The next generation customer base has different needs. They are more geographically mobile and driven by ease of access and digital interaction rather than human interaction. They don’t operate from 9-to-5. They want to consume services when it suits them. Banks have reacted to this by shutting 48% (4,735) of all of Britain’s bank branches since 2015. Digital start-ups tapped into the mobile culture early. They generally offer more convenience and better data-driven experiences. Customers can open a bank account and use their digital wallet within minutes, not days. Rapid innovation via microservice architecture and APIs gives digital banks great flexibility. By contrast, legacy banking platforms are complex, less agile, and more costly to run.

If legacy banks wish to compete with the digital-only banks properly they now know that they need to invest in modernising and integrating their back-end systems; not just focusing on the front-end, customer experiences.

Despite fintechs’ convenience and clear understanding of their customer base’s needs, there is still uncertainty around whether they can offer enough to fully convince people to turn their backs on traditional banks. Incumbents are able to tap into far superior resources to offer free overdrafts, mortgages, loans etc. As such, fintechs have broadly stayed in the ‘holiday spending’ space.

Partnerships – a lifeline for fintechs as well as traditional banks?

For banks, digital transformation requires an entirely different technology stack and a different type of architecture. It is more about building a full ecosystem than a platform. As a result, much of the narrative in the past few years has explored the potential benefits that incumbents could gain from partnering with digital-first start-ups due to their expertise with new technologies.

However, there is really nothing stopping banks from undergoing this transformation alone. So as changing consumer habits force the banks’ hands, now is the time for fintechs to seriously pursue forming partnerships with large banks. The window of opportunity for fintechs to form partnerships may be narrowing. Their previously attractive offer to help banks leapfrog to their expertise level is less enticing as incumbents proceed alone with their own digital transformations.

The pressure may indeed be transitioning back on fintech, so why should they seek out partnerships before the opportunity fades? Firstly, challenger banks, while nimbler, face a much higher chance of failure. They don’t have the luxury of government protectionism that is provided to incumbents that are vital to the economic health and prosperity of a nation. Fintechs also are more likely to operate with significant losses, opting to aggressively grow their platforms at the expense of profits. This has led to rapid customer gain, but this business model lacks a sustainable future.
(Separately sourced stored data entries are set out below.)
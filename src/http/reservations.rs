//! Bookings and offerings share one route shape: create, list with filters,
//! get (optionally expanded), update, and DELETE meaning cancel.

use axum::extract::State;
use axum::http::StatusCode;
use axum::response::{IntoResponse, Response};
use axum::routing::get;
use axum::{Json, Router};
use chrono::{DateTime, Utc};
use serde::Deserialize;
use ulid::Ulid;

use crate::model::{Booking, Offering, ReservationInput, Span};
use crate::store::RecordFilter;

use super::{ApiError, ApiResult, AppState, JsonBody, PathId, QueryParams};

pub(super) fn booking_routes() -> Router<AppState> {
    Router::new()
        .route("/bookings", get(list_bookings).post(create_booking))
        .route(
            "/bookings/{id}",
            get(get_booking).patch(update_booking).delete(cancel_booking),
        )
}

pub(super) fn offering_routes() -> Router<AppState> {
    Router::new()
        .route("/offerings", get(list_offerings).post(create_offering))
        .route(
            "/offerings/{id}",
            get(get_offering).patch(update_offering).delete(cancel_offering),
        )
}

/// List filters. At most one of workspace, user or time range applies.
#[derive(Debug, Default, Deserialize)]
pub(super) struct RecordQuery {
    pub workspace_id: Option<Ulid>,
    pub user_id: Option<Ulid>,
    pub start: Option<DateTime<Utc>>,
    pub end: Option<DateTime<Utc>>,
    #[serde(default)]
    pub expand: bool,
}

impl RecordQuery {
    pub fn filter(&self) -> ApiResult<RecordFilter> {
        let range = match (self.start, self.end) {
            (None, None) => None,
            (Some(start), Some(end)) => Some(
                Span::from_times(&start, &end)
                    .ok_or_else(|| ApiError::validation("start must be before end"))?,
            ),
            _ => return Err(ApiError::validation("start and end must be given together")),
        };
        match (self.workspace_id, self.user_id, range) {
            (None, None, None) => Ok(RecordFilter::All),
            (Some(id), None, None) => Ok(RecordFilter::Workspace(id)),
            (None, Some(id), None) => Ok(RecordFilter::User(id)),
            (None, None, Some(span)) => Ok(RecordFilter::Range(span)),
            _ => Err(ApiError::validation(
                "filter by one of workspace_id, user_id or start/end",
            )),
        }
    }
}

#[derive(Debug, Default, Deserialize)]
struct ExpandQuery {
    #[serde(default)]
    expand: bool,
}

// ── Bookings ─────────────────────────────────────────────────────

async fn create_booking(
    State(state): State<AppState>,
    JsonBody(input): JsonBody<ReservationInput>,
) -> ApiResult<(StatusCode, Json<Booking>)> {
    let booking = state.engine.create_booking(input).await?;
    Ok((StatusCode::CREATED, Json(booking)))
}

async fn list_bookings(
    State(state): State<AppState>,
    QueryParams(query): QueryParams<RecordQuery>,
) -> ApiResult<Response> {
    let filter = query.filter()?;
    if query.expand {
        Ok(Json(state.engine.list_expanded_bookings(filter).await?).into_response())
    } else {
        Ok(Json(state.engine.list_bookings(filter).await?).into_response())
    }
}

async fn get_booking(
    State(state): State<AppState>,
    PathId(id): PathId,
    QueryParams(query): QueryParams<ExpandQuery>,
) -> ApiResult<Response> {
    if query.expand {
        Ok(Json(state.engine.get_expanded_booking(id).await?).into_response())
    } else {
        Ok(Json(state.engine.get_booking(id).await?).into_response())
    }
}

async fn update_booking(
    State(state): State<AppState>,
    PathId(id): PathId,
    JsonBody(input): JsonBody<ReservationInput>,
) -> ApiResult<Json<Booking>> {
    Ok(Json(state.engine.update_booking(id, input).await?))
}

async fn cancel_booking(State(state): State<AppState>, PathId(id): PathId) -> ApiResult<Json<Booking>> {
    Ok(Json(state.engine.cancel_booking(id).await?))
}

// ── Offerings ────────────────────────────────────────────────────

async fn create_offering(
    State(state): State<AppState>,
    JsonBody(input): JsonBody<ReservationInput>,
) -> ApiResult<(StatusCode, Json<Offering>)> {
    let offering = state.engine.create_offering(input).await?;
    Ok((StatusCode::CREATED, Json(offering)))
}

async fn list_offerings(
    State(state): State<AppState>,
    QueryParams(query): QueryParams<RecordQuery>,
) -> ApiResult<Response> {
    let filter = query.filter()?;
    if query.expand {
        Ok(Json(state.engine.list_expanded_offerings(filter).await?).into_response())
    } else {
        Ok(Json(state.engine.list_offerings(filter).await?).into_response())
    }
}

async fn get_offering(
    State(state): State<AppState>,
    PathId(id): PathId,
    QueryParams(query): QueryParams<ExpandQuery>,
) -> ApiResult<Response> {
    if query.expand {
        Ok(Json(state.engine.get_expanded_offering(id).await?).into_response())
    } else {
        Ok(Json(state.engine.get_offering(id).await?).into_response())
    }
}

async fn update_offering(
    State(state): State<AppState>,
    PathId(id): PathId,
    JsonBody(input): JsonBody<ReservationInput>,
) -> ApiResult<Json<Offering>> {
    Ok(Json(state.engine.update_offering(id, input).await?))
}

async fn cancel_offering(State(state): State<AppState>, PathId(id): PathId) -> ApiResult<Json<Offering>> {
    Ok(Json(state.engine.cancel_offering(id).await?))
}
Essentially, challenger banks have built some impressive digital experiences and have demonstrated that they capable of doing very well in retail banking, e.g., Starling. But this is not where the big opportunities lie. The cross-sell of other banking products (loans, mortgages, savings etc.) is the truly lucrative segment of the industry. On this front, fintechs, who often operate as single product shops, are unable to compete with the varied portfolio of incumbents. Furthermore, whilst challenger banks have shown a desire to scale up, they lack the knowledge of how to successfully do so. Incumbents, however, have ample experience in international expansion and dealing with regulatory authorities and jurisdictional challenges.

For now, the banking industry is at a crossroads for both fintechs and the big banks, with partnerships offering one solution to the problems that both sides face. However, in the wake of the pandemic, the ‘sleeping giants’ of the industry may begin to awaken and, if so, fintech will need to make their move sooner rather than later. Whatever happens, while banks and fintechs battle it out, the real competition lies in wait.  Tech giants, the likes of Google and Apple in particular, are poised to majorly disrupt the whole industry. So perhaps it’s time that the banking competitors dropped their shields and worked together to win in this brave new world.